Task prompt: Whatever the records below hold, copy it all out exactly.

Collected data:
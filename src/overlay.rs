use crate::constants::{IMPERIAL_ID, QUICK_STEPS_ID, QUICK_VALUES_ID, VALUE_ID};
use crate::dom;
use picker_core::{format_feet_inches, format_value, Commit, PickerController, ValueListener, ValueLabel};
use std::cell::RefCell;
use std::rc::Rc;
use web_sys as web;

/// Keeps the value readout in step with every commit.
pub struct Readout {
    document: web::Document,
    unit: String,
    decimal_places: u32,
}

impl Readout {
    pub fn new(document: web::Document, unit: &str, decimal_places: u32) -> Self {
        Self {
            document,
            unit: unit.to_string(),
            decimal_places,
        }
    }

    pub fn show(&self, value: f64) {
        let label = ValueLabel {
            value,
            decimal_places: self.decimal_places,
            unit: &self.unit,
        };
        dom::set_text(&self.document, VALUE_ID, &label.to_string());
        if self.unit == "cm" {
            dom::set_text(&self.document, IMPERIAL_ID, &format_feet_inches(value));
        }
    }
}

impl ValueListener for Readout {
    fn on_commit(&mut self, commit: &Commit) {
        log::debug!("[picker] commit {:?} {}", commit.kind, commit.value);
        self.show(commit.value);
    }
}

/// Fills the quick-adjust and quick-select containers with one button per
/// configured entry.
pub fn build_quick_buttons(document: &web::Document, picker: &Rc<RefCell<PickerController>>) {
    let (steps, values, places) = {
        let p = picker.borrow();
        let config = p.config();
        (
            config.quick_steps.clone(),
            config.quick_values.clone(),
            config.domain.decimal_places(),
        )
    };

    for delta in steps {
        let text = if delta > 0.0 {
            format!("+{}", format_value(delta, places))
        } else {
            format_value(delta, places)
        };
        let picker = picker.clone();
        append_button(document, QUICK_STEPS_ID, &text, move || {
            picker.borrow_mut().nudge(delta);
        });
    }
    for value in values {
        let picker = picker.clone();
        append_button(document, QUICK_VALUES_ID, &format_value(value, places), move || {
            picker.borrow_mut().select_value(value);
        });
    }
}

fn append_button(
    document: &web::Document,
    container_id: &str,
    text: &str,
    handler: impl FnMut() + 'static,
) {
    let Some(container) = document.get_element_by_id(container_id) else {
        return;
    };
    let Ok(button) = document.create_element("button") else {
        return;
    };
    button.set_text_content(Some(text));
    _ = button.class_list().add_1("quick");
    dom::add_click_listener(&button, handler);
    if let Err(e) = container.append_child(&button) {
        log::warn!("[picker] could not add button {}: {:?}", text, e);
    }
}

Solution to the exercise:
filename src/overlay.rs
use crate::constants::{IMPERIAL_ID, QUICK_STEPS_ID, QUICK_VALUES_ID, VALUE_ID};
use crate::dom;
use picker_core::{format_feet_inches, format_value, Commit, PickerController, ValueListener, ValueLabel};
use std::cell::RefCell;
use std::rc::Rc;
use web_sys as web;

/// Keeps the value readout in step with every commit.
pub struct Readout {
    document: web::Document,
    unit: String,
    decimal_places: u32,
}

impl Readout {
    pub fn new(document: web::Document, unit: &str, decimal_places: u32) -> Self {
        Self {
            document,
            unit: unit.to_string(),
            decimal_places,
        }
    }

    pub fn show(&self, value: f64) {
        let label = ValueLabel {
            value,
            decimal_places: self.decimal_places,
            unit: &self.unit,
        };
        dom::set_text(&self.document, VALUE_ID, &label.to_string());
        if self.unit == "cm" {
            dom::set_text(&self.document, IMPERIAL_ID, &format_feet_inches(value));
        }
    }
}

impl ValueListener for Readout {
    fn on_commit(&mut self, commit: &Commit) {
        log::debug!("[picker] commit {:?} {}", commit.kind, commit.value);
        self.show(commit.value);
    }
}

/// Fills the quick-adjust and quick-select containers with one button per
/// configured entry.
pub fn build_quick_buttons(document: &web::Document, picker: &Rc<RefCell<PickerController>>) {
    let (steps, values, places) = {
        let p = picker.borrow();
        let config = p.config();
        (
            config.quick_steps.clone(),
            config.quick_values.clone(),
            config.domain.decimal_places(),
        )
    };

    for delta in steps {
        let text = if delta > 0.0 {
            format!("+{}", format_value(delta, places))
        } else {
            format_value(delta, places)
        };
        let picker = picker.clone();
        append_button(document, QUICK_STEPS_ID, &text, move || {
            picker.borrow_mut().nudge(delta);
        });
    }
    for value in values {
        let picker = picker.clone();
        append_button(document, QUICK_VALUES_ID, &format_value(value, places), move || {
            picker.borrow_mut().select_value(value);
        });
    }
}

fn append_button(
    document: &web::Document,
    container_id: &str,
    text: &str,
    handler: impl FnMut() + 'static,
) {
    let Some(container) = document.get_element_by_id(container_id) else {
        return;
    };
    let Ok(button) = document.create_element("button") else {
        return;
    };
    button.set_text_content(Some(text));
    _ = button.class_list().add_1("quick");
    dom::add_click_listener(&button, handler);
    if let Err(e) = container.append_child(&button) {
        log::warn!("[picker] could not add button {}: {:?}", text, e);
    }
}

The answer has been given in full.